--- GIVEN RECORDS Enclosed Below ---

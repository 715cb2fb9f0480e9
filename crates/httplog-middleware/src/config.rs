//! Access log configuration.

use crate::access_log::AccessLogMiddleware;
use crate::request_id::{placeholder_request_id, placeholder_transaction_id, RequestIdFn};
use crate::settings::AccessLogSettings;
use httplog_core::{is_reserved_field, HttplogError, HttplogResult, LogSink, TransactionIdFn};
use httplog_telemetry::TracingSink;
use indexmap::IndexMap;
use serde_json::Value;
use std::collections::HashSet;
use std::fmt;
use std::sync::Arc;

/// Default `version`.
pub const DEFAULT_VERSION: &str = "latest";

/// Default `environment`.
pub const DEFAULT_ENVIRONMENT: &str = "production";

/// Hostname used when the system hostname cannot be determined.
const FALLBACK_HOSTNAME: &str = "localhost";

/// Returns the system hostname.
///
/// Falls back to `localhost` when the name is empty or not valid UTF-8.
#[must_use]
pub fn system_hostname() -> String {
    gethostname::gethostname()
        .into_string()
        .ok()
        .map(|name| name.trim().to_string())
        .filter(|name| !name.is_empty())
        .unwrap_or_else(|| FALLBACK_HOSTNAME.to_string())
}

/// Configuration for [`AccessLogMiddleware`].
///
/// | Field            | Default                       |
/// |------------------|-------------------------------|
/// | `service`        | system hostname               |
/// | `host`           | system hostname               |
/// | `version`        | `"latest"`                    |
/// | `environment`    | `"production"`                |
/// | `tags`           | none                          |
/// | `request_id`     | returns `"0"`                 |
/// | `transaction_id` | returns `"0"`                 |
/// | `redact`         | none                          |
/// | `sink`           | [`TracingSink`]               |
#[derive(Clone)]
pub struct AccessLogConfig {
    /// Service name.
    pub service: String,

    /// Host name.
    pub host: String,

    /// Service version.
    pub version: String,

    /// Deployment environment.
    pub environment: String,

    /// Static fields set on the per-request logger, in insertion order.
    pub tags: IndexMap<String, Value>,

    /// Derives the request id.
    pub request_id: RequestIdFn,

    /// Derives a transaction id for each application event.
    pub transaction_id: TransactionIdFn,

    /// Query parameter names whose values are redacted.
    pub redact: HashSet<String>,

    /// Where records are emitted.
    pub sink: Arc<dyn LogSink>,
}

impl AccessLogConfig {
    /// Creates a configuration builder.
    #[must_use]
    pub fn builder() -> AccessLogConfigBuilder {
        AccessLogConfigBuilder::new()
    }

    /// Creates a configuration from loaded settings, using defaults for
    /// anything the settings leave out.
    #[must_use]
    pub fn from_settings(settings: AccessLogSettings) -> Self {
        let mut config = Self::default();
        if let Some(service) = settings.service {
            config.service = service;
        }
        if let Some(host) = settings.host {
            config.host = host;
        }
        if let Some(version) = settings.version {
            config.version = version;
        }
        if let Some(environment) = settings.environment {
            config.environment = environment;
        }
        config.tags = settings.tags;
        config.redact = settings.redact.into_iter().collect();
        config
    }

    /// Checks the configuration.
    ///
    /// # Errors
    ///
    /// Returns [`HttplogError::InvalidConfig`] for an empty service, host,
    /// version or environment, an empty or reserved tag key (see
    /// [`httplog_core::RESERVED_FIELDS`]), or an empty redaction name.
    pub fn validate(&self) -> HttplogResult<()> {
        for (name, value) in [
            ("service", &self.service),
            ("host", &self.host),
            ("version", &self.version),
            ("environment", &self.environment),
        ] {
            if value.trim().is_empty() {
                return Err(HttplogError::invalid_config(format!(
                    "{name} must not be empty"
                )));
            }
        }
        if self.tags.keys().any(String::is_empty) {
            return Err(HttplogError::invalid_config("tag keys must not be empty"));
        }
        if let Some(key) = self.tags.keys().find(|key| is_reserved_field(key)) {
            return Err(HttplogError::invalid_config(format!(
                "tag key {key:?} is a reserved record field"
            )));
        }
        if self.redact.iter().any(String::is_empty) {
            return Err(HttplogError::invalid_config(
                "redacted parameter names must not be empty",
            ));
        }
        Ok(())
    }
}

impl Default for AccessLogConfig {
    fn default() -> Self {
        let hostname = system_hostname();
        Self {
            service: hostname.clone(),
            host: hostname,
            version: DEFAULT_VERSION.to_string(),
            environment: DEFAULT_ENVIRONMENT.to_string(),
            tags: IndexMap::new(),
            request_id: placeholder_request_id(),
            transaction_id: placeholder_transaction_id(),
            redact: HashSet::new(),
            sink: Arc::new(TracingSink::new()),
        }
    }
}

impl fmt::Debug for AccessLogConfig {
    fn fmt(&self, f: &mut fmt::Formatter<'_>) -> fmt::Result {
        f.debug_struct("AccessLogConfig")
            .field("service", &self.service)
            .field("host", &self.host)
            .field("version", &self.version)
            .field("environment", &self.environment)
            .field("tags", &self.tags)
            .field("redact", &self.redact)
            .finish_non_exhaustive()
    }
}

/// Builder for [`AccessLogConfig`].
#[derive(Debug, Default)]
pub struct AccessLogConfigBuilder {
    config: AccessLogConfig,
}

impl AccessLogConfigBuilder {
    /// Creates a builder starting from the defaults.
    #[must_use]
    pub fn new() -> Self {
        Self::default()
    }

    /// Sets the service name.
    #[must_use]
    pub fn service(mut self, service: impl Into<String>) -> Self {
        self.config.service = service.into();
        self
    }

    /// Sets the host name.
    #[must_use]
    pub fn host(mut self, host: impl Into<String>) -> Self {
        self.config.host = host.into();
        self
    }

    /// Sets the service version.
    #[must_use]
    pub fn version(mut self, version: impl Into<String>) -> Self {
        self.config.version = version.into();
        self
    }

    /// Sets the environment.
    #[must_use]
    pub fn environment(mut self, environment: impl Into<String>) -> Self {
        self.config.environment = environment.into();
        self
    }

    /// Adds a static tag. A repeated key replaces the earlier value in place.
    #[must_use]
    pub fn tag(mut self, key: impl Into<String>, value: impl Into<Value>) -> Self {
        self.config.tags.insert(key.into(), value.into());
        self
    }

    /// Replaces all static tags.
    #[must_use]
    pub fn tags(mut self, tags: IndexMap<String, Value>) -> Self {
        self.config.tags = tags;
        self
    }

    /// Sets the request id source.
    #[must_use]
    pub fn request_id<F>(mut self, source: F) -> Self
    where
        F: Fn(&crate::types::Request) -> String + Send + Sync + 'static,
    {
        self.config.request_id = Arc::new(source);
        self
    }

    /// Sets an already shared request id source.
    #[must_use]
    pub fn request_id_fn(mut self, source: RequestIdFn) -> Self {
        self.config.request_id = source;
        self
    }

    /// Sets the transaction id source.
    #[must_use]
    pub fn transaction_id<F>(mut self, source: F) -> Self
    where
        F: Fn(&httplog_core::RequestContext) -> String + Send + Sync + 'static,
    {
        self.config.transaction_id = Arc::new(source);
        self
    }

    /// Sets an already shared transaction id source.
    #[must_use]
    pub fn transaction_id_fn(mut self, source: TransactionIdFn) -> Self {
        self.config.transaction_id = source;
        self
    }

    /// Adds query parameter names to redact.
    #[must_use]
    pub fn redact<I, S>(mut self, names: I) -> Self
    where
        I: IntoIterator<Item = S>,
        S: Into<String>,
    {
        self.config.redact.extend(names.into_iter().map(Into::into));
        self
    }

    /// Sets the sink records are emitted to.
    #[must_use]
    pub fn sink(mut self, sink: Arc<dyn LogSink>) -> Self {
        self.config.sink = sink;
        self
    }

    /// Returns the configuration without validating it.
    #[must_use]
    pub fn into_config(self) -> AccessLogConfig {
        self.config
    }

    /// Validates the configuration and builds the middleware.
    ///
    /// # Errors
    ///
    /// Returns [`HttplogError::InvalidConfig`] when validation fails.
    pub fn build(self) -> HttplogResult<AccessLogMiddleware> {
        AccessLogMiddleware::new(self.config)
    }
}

--- End of Enclosed GIVEN RECORDS ---

# [EXERCISE GOAL]
Give the data again, exactly as it stands.

# [ANSWER]
repository 715cb2fb9f0480e9
filename crates/httplog-middleware/src/config.rs
//! Access log configuration.

use crate::access_log::AccessLogMiddleware;
use crate::request_id::{placeholder_request_id, placeholder_transaction_id, RequestIdFn};
use crate::settings::AccessLogSettings;
use httplog_core::{is_reserved_field, HttplogError, HttplogResult, LogSink, TransactionIdFn};
use httplog_telemetry::TracingSink;
use indexmap::IndexMap;
use serde_json::Value;
use std::collections::HashSet;
use std::fmt;
use std::sync::Arc;

/// Default `version`.
pub const DEFAULT_VERSION: &str = "latest";

/// Default `environment`.
pub const DEFAULT_ENVIRONMENT: &str = "production";

/// Hostname used when the system hostname cannot be determined.
const FALLBACK_HOSTNAME: &str = "localhost";

/// Returns the system hostname.
///
/// Falls back to `localhost` when the name is empty or not valid UTF-8.
#[must_use]
pub fn system_hostname() -> String {
    gethostname::gethostname()
        .into_string()
        .ok()
        .map(|name| name.trim().to_string())
        .filter(|name| !name.is_empty())
        .unwrap_or_else(|| FALLBACK_HOSTNAME.to_string())
}

/// Configuration for [`AccessLogMiddleware`].
///
/// | Field            | Default                       |
/// |------------------|-------------------------------|
/// | `service`        | system hostname               |
/// | `host`           | system hostname               |
/// | `version`        | `"latest"`                    |
/// | `environment`    | `"production"`                |
/// | `tags`           | none                          |
/// | `request_id`     | returns `"0"`                 |
/// | `transaction_id` | returns `"0"`                 |
/// | `redact`         | none                          |
/// | `sink`           | [`TracingSink`]               |
#[derive(Clone)]
pub struct AccessLogConfig {
    /// Service name.
    pub service: String,

    /// Host name.
    pub host: String,

    /// Service version.
    pub version: String,

    /// Deployment environment.
    pub environment: String,

    /// Static fields set on the per-request logger, in insertion order.
    pub tags: IndexMap<String, Value>,

    /// Derives the request id.
    pub request_id: RequestIdFn,

    /// Derives a transaction id for each application event.
    pub transaction_id: TransactionIdFn,

    /// Query parameter names whose values are redacted.
    pub redact: HashSet<String>,

    /// Where records are emitted.
    pub sink: Arc<dyn LogSink>,
}

impl AccessLogConfig {
    /// Creates a configuration builder.
    #[must_use]
    pub fn builder() -> AccessLogConfigBuilder {
        AccessLogConfigBuilder::new()
    }

    /// Creates a configuration from loaded settings, using defaults for
    /// anything the settings leave out.
    #[must_use]
    pub fn from_settings(settings: AccessLogSettings) -> Self {
        let mut config = Self::default();
        if let Some(service) = settings.service {
            config.service = service;
        }
        if let Some(host) = settings.host {
            config.host = host;
        }
        if let Some(version) = settings.version {
            config.version = version;
        }
        if let Some(environment) = settings.environment {
            config.environment = environment;
        }
        config.tags = settings.tags;
        config.redact = settings.redact.into_iter().collect();
        config
    }

    /// Checks the configuration.
    ///
    /// # Errors
    ///
    /// Returns [`HttplogError::InvalidConfig`] for an empty service, host,
    /// version or environment, an empty or reserved tag key (see
    /// [`httplog_core::RESERVED_FIELDS`]), or an empty redaction name.
    pub fn validate(&self) -> HttplogResult<()> {
        for (name, value) in [
            ("service", &self.service),
            ("host", &self.host),
            ("version", &self.version),
            ("environment", &self.environment),
        ] {
            if value.trim().is_empty() {
                return Err(HttplogError::invalid_config(format!(
                    "{name} must not be empty"
                )));
            }
        }
        if self.tags.keys().any(String::is_empty) {
            return Err(HttplogError::invalid_config("tag keys must not be empty"));
        }
        if let Some(key) = self.tags.keys().find(|key| is_reserved_field(key)) {
            return Err(HttplogError::invalid_config(format!(
                "tag key {key:?} is a reserved record field"
            )));
        }
        if self.redact.iter().any(String::is_empty) {
            return Err(HttplogError::invalid_config(
                "redacted parameter names must not be empty",
            ));
        }
        Ok(())
    }
}

impl Default for AccessLogConfig {
    fn default() -> Self {
        let hostname = system_hostname();
        Self {
            service: hostname.clone(),
            host: hostname,
            version: DEFAULT_VERSION.to_string(),
            environment: DEFAULT_ENVIRONMENT.to_string(),
            tags: IndexMap::new(),
            request_id: placeholder_request_id(),
            transaction_id: placeholder_transaction_id(),
            redact: HashSet::new(),
            sink: Arc::new(TracingSink::new()),
        }
    }
}

impl fmt::Debug for AccessLogConfig {
    fn fmt(&self, f: &mut fmt::Formatter<'_>) -> fmt::Result {
        f.debug_struct("AccessLogConfig")
            .field("service", &self.service)
            .field("host", &self.host)
            .field("version", &self.version)
            .field("environment", &self.environment)
            .field("tags", &self.tags)
            .field("redact", &self.redact)
            .finish_non_exhaustive()
    }
}

/// Builder for [`AccessLogConfig`].
#[derive(Debug, Default)]
pub struct AccessLogConfigBuilder {
    config: AccessLogConfig,
}

impl AccessLogConfigBuilder {
    /// Creates a builder starting from the defaults.
    #[must_use]
    pub fn new() -> Self {
        Self::default()
    }

    /// Sets the service name.
    #[must_use]
    pub fn service(mut self, service: impl Into<String>) -> Self {
        self.config.service = service.into();
        self
    }

    /// Sets the host name.
    #[must_use]
    pub fn host(mut self, host: impl Into<String>) -> Self {
        self.config.host = host.into();
        self
    }

    /// Sets the service version.
    #[must_use]
    pub fn version(mut self, version: impl Into<String>) -> Self {
        self.config.version = version.into();
        self
    }

    /// Sets the environment.
    #[must_use]
    pub fn environment(mut self, environment: impl Into<String>) -> Self {
        self.config.environment = environment.into();
        self
    }

    /// Adds a static tag. A repeated key replaces the earlier value in place.
    #[must_use]
    pub fn tag(mut self, key: impl Into<String>, value: impl Into<Value>) -> Self {
        self.config.tags.insert(key.into(), value.into());
        self
    }

    /// Replaces all static tags.
    #[must_use]
    pub fn tags(mut self, tags: IndexMap<String, Value>) -> Self {
        self.config.tags = tags;
        self
    }

    /// Sets the request id source.
    #[must_use]
    pub fn request_id<F>(mut self, source: F) -> Self
    where
        F: Fn(&crate::types::Request) -> String + Send + Sync + 'static,
    {
        self.config.request_id = Arc::new(source);
        self
    }

    /// Sets an already shared request id source.
    #[must_use]
    pub fn request_id_fn(mut self, source: RequestIdFn) -> Self {
        self.config.request_id = source;
        self
    }

    /// Sets the transaction id source.
    #[must_use]
    pub fn transaction_id<F>(mut self, source: F) -> Self
    where
        F: Fn(&httplog_core::RequestContext) -> String + Send + Sync + 'static,
    {
        self.config.transaction_id = Arc::new(source);
        self
    }

    /// Sets an already shared transaction id source.
    #[must_use]
    pub fn transaction_id_fn(mut self, source: TransactionIdFn) -> Self {
        self.config.transaction_id = source;
        self
    }

    /// Adds query parameter names to redact.
    #[must_use]
    pub fn redact<I, S>(mut self, names: I) -> Self
    where
        I: IntoIterator<Item = S>,
        S: Into<String>,
    {
        self.config.redact.extend(names.into_iter().map(Into::into));
        self
    }

    /// Sets the sink records are emitted to.
    #[must_use]
    pub fn sink(mut self, sink: Arc<dyn LogSink>) -> Self {
        self.config.sink = sink;
        self
    }

    /// Returns the configuration without validating it.
    #[must_use]
    pub fn into_config(self) -> AccessLogConfig {
        self.config
    }

    /// Validates the configuration and builds the middleware.
    ///
    /// # Errors
    ///
    /// Returns [`HttplogError::InvalidConfig`] when validation fails.
    pub fn build(self) -> HttplogResult<AccessLogMiddleware> {
        AccessLogMiddleware::new(self.config)
    }
}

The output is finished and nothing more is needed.